Highlighting Known SEO Circles
I think few things that has really changed for me over the past year are:
- A greater appreciation for the amount of data the search engines are working with.
- A realization that links that do not drive traffic and are not from authoritative sites will likely eventually drive no value.
- A greater appreciation for viral marketing as it relates to traditional SEO.
- Price points matter. If you make something free market forces will move to drive it's true value to nothing.
Having said all of that, would you think
- sites that offered free links
- and advertised on SEO sites
- and link back to spammy sites offering a free directory that many spammy directories are powered by
would drive much long term value?
A year or two back the whole conversational bits of the web were sorta just kinda being felt out and were perhaps a bit slow moving. Now there is enough various feedback mechanisms that can be tracked to where I wouldn't suspect primarily commerce related directories that were highlighted on SEO sites that provided free listings would drive much value, at least not for Google.
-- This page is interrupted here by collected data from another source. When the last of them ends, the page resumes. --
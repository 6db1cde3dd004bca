//! Codecs for schema-validated models.
//!
//! Documents are written as-is and, on load, validated against the model
//! declared for the attribute. Loading without a model fails with
//! [`Error::ModelRequired`].

use std::io::{Read, Write};

use super::{mismatch, Capabilities, Codec, Error, Result};
use crate::annotation::Annotation;
use crate::value::Value;

fn document<'a>(codec: &'static str, data: &'a Value) -> Result<&'a serde_json::Value> {
    match data {
        Value::Document(document) => Ok(document),
        other => Err(mismatch(codec, "document", other)),
    }
}

fn validate(codec: &'static str, model: &Annotation, document: serde_json::Value) -> Result<Value> {
    let schema = model.as_model().ok_or(Error::ModelRequired { codec })?;
    Ok(Value::Document(schema.validate(document)?))
}

/// Protocol A models, as compact JSON.
#[derive(Debug, Clone, Copy, Default)]
pub struct SchemaJsonCodec;

impl Codec for SchemaJsonCodec {
    fn name(&self) -> &'static str {
        "schema_json"
    }

    fn capabilities(&self) -> Capabilities {
        Capabilities::MODEL
    }

    fn save(&self, data: &Value, dst: &mut dyn Write) -> Result<()> {
        serde_json::to_writer(dst, document(self.name(), data)?)?;
        Ok(())
    }

    fn load(&self, _src: &mut dyn Read) -> Result<Value> {
        Err(Error::ModelRequired { codec: self.name() })
    }

    fn load_with_model(&self, src: &mut dyn Read, model: &Annotation) -> Result<Value> {
        let document: serde_json::Value = serde_json::from_reader(src)?;
        validate(self.name(), model, document)
    }
}

/// Protocol B models with a YAML serializer.
#[derive(Debug, Clone, Copy, Default)]
pub struct SchemaYamlCodec;

impl Codec for SchemaYamlCodec {
    fn name(&self) -> &'static str {
        "schema_yaml"
    }

    fn capabilities(&self) -> Capabilities {
        Capabilities::MODEL
    }

    fn save(&self, data: &Value, dst: &mut dyn Write) -> Result<()> {
        serde_yaml::to_writer(dst, document(self.name(), data)?)?;
        Ok(())
    }

    fn load(&self, _src: &mut dyn Read) -> Result<Value> {
        Err(Error::ModelRequired { codec: self.name() })
    }

    fn load_with_model(&self, src: &mut dyn Read, model: &Annotation) -> Result<Value> {
        let document: serde_json::Value = serde_yaml::from_reader(src)?;
        validate(self.name(), model, document)
    }
}

/// Protocol B models with a JSON serializer, written indented.
#[derive(Debug, Clone, Copy, Default)]
pub struct SchemaJsonVariantCodec;

impl Codec for SchemaJsonVariantCodec {
    fn name(&self) -> &'static str {
        "schema_json_variant"
    }

    fn capabilities(&self) -> Capabilities {
        Capabilities::MODEL
    }

    fn save(&self, data: &Value, dst: &mut dyn Write) -> Result<()> {
        serde_json::to_writer_pretty(dst, document(self.name(), data)?)?;
        Ok(())
    }

    fn load(&self, _src: &mut dyn Read) -> Result<Value> {
        Err(Error::ModelRequired { codec: self.name() })
    }

    fn load_with_model(&self, src: &mut dyn Read, model: &Annotation) -> Result<Value> {
        let document: serde_json::Value = serde_json::from_reader(src)?;
        validate(self.name(), model, document)
    }
}
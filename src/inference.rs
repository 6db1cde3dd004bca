//! Default codec selection from declared attribute types.
//!
//! Predicates are tried in a fixed order and the first match wins:
//!
//! | Annotation                                   | Codec                      |
//! |----------------------------------------------|----------------------------|
//! | text                                         | [`TextCodec`]              |
//! | mapping                                      | [`JsonCodec`]              |
//! | frame                                        | [`FrameCodec`]             |
//! | series                                       | [`SeriesCodec`]            |
//! | array                                        | [`ArrayCodec`]             |
//! | model validating from JSON                   | [`SchemaJsonCodec`]        |
//! | `safetensors::TensorModel`                   | [`TensorModelCodec`]       |
//! | dict-mixin model with a YAML serializer      | [`SchemaYamlCodec`]        |
//! | dict-mixin model with a JSON serializer      | [`SchemaJsonVariantCodec`] |
//!
//! Anything else is an [`DeclarationError::UnresolvedCodec`].

use std::sync::Arc;

use crate::annotation::{Annotation, ModelCapabilities};
use crate::codec::{
    ArrayCodec, Codec, FrameCodec, JsonCodec, SchemaJsonCodec, SchemaJsonVariantCodec, SchemaYamlCodec,
    SeriesCodec, TensorModelCodec, TextCodec,
};
use crate::tensor::{TENSOR_MODEL_MODULE, TENSOR_MODEL_NAME};
use crate::util::DeclarationError;

fn capabilities(annotation: &Annotation) -> ModelCapabilities {
    annotation
        .as_model()
        .map_or(ModelCapabilities::NONE, |schema| schema.capabilities())
}

fn is_protocol_a(annotation: &Annotation) -> bool {
    capabilities(annotation).validate_json
}

fn is_yaml_mixin(annotation: &Annotation) -> bool {
    let caps = capabilities(annotation);
    caps.dict_mixin && caps.to_yaml
}

fn is_json_mixin(annotation: &Annotation) -> bool {
    let caps = capabilities(annotation);
    caps.dict_mixin && caps.to_json
}

fn is_tensor_model(annotation: &Annotation) -> bool {
    matches!(
        annotation,
        Annotation::Interchange { module, name } if *module == TENSOR_MODEL_MODULE && *name == TENSOR_MODEL_NAME
    )
}

/// Pick the default codec for an attribute.
pub fn infer_codec(name: &str, annotation: &Annotation) -> Result<Arc<dyn Codec>, DeclarationError> {
    let codec: Arc<dyn Codec> = match annotation {
        Annotation::Text => Arc::new(TextCodec),
        Annotation::Mapping => Arc::new(JsonCodec::new()),
        Annotation::Frame => Arc::new(FrameCodec::new()),
        Annotation::Series => Arc::new(SeriesCodec::new()),
        Annotation::Array => Arc::new(ArrayCodec),
        a if is_protocol_a(a) => Arc::new(SchemaJsonCodec),
        a if is_tensor_model(a) => Arc::new(TensorModelCodec),
        a if is_yaml_mixin(a) => Arc::new(SchemaYamlCodec),
        a if is_json_mixin(a) => Arc::new(SchemaJsonVariantCodec),
        _ => {
            return Err(DeclarationError::UnresolvedCodec {
                attribute: name.to_string(),
                annotation: annotation.to_string(),
            })
        }
    };
    tracing::trace!(attribute = name, %annotation, codec = codec.name(), "inferred codec");
    Ok(codec)
}

/// Whether loading an attribute of this type passes the model to its codec.
pub fn load_requires_model(annotation: &Annotation) -> bool {
    is_protocol_a(annotation) || is_yaml_mixin(annotation) || is_json_mixin(annotation)
}

#[cfg(test)]
mod tests {
    use super::*;
    use crate::annotation::{ModelSchema, SchemaModel};
    use serde::{Deserialize, Serialize};

    #[derive(Serialize, Deserialize)]
    struct Everything;

    impl SchemaModel for Everything {
        const CAPABILITIES: ModelCapabilities = ModelCapabilities {
            validate_json: true,
            dict_mixin: true,
            to_yaml: true,
            to_json: true,
        };
    }

    #[derive(Serialize, Deserialize)]
    struct Plain;

    impl SchemaModel for Plain {
        const CAPABILITIES: ModelCapabilities = ModelCapabilities::NONE;
    }

    fn mixin(capabilities: ModelCapabilities) -> Annotation {
        Annotation::Model(ModelSchema::new("Mixin", capabilities, |doc| Ok(doc)))
    }

    fn inferred(annotation: &Annotation) -> &'static str {
        infer_codec("x", annotation).map(|c| c.name()).unwrap_or("<none>")
    }

    #[test]
    fn test_builtin_shapes() {
        assert_eq!(inferred(&Annotation::Text), "text");
        assert_eq!(inferred(&Annotation::Mapping), "json");
        assert_eq!(inferred(&Annotation::Frame), "frame");
        assert_eq!(inferred(&Annotation::Series), "series");
        assert_eq!(inferred(&Annotation::Array), "array");
        assert_eq!(inferred(&Annotation::tensor_model()), "tensor_model");
    }

    #[test]
    fn test_model_precedence() {
        assert_eq!(inferred(&Annotation::model::<Everything>()), "schema_json");
        assert_eq!(inferred(&mixin(ModelCapabilities::YAML_MIXIN)), "schema_yaml");
        assert_eq!(inferred(&mixin(ModelCapabilities::JSON_MIXIN)), "schema_json_variant");

        let both = ModelCapabilities { to_json: true, ..ModelCapabilities::YAML_MIXIN };
        assert_eq!(inferred(&mixin(both)), "schema_yaml");

        let no_marker = ModelCapabilities { dict_mixin: false, ..ModelCapabilities::YAML_MIXIN };
        assert_eq!(inferred(&mixin(no_marker)), "<none>");
    }

    #[test]
    fn test_unresolved() {
        let err = infer_codec("widget", &Annotation::opaque("Widget")).unwrap_err();
        assert_eq!(
            err,
            DeclarationError::UnresolvedCodec { attribute: "widget".into(), annotation: "Widget".into() }
        );
        assert!(infer_codec("m", &Annotation::model::<Plain>()).is_err());

        let other_module = Annotation::Interchange { module: "onnx", name: "TensorModel" };
        assert!(infer_codec("m", &other_module).is_err());
    }

    #[test]
    fn test_load_requires_model() {
        assert!(load_requires_model(&Annotation::model::<Everything>()));
        assert!(load_requires_model(&mixin(ModelCapabilities::YAML_MIXIN)));
        assert!(load_requires_model(&mixin(ModelCapabilities::JSON_MIXIN)));
        assert!(!load_requires_model(&Annotation::model::<Plain>()));
        assert!(!load_requires_model(&Annotation::tensor_model()));
        assert!(!load_requires_model(&Annotation::Frame));
    }

    #[test]
    fn test_inference_is_deterministic() {
        for annotation in [Annotation::Text, Annotation::Frame, Annotation::model::<Everything>()] {
            assert_eq!(inferred(&annotation), inferred(&annotation));
        }
    }
}
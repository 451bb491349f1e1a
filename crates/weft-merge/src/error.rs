//! Error types for the merge engine.
//!
//! Fatal variants indicate a broken internal invariant, not bad input:
//! the merge of the whole document group aborts and no partial result is
//! reported. Expected conditions (an unalignable text pair, a pointing
//! relation with an unresolved endpoint, a duplicate pointing relation)
//! are logged and skipped instead of raised.

use weft_align::AlignError;
use weft_graph::{GraphError, NodeId};

/// Errors that can occur during a merge operation.
#[derive(Debug, thiserror::Error)]
pub enum MergeError {
    /// An underlying graph operation failed.
    #[error(transparent)]
    Graph(#[from] GraphError),

    /// An offset-table lookup failed (malformed or out-of-sync table).
    #[error(transparent)]
    Align(#[from] AlignError),

    /// A token's aligned interval denormalizes below zero.
    #[error(
        "aligned interval of token {token} falls before the base text: \
         start {start} minus link offset {offset}"
    )]
    NegativeOffset {
        /// The other-graph token being mapped.
        token: NodeId,
        /// Its normalized start in the other text.
        start: usize,
        /// The text-link offset that could not be subtracted.
        offset: usize,
    },

    /// A child equivalent that the post-order traversal must have produced
    /// was not found in the equivalence map.
    #[error("no equivalent for child {child} while merging parent {parent}")]
    MissingEquivalent {
        /// The unresolved child (other graph).
        child: NodeId,
        /// The span or structure being merged (other graph).
        parent: NodeId,
    },

    /// A token references a primary text that was never registered with the
    /// equivalence index.
    #[error("text {text} of token {token} is not registered for this merge")]
    UnregisteredText {
        /// The referencing token.
        token: NodeId,
        /// The unknown text node.
        text: NodeId,
    },

    /// A token carries no textual relation at all.
    #[error("token {0} has no textual anchor")]
    UnanchoredToken(NodeId),

    /// An empty document group was submitted for merging.
    #[error("cannot merge an empty document group")]
    EmptyGroup,
}

/// Convenience alias for merge results.
pub type MergeResult<T> = Result<T, MergeError>;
Another tip for any link selling company that wants to sound like they deliver long term value and quality links that work while also appreciating the whole risk vs reward concept...don't use buy-google-pagerank in the URL.
As Martinibuster always preaches, thinking outside of known SEO circles is a good way to do well with SEO.
Comments
So, how do you make sure your directory is a quality directory? Or is that a silly question?
I can see why that company you're talking about is doing something pretty questionable. But in the end, they're basically triangulating links (or rather using countless 4th/5th degree link circles) and selling the value therein.
But the PR of this company's homepage is a 7--which is totally baffling to me. This happens while Google responses to spam reports go slower & slower. Why does Google seem so selective about their spam patroling?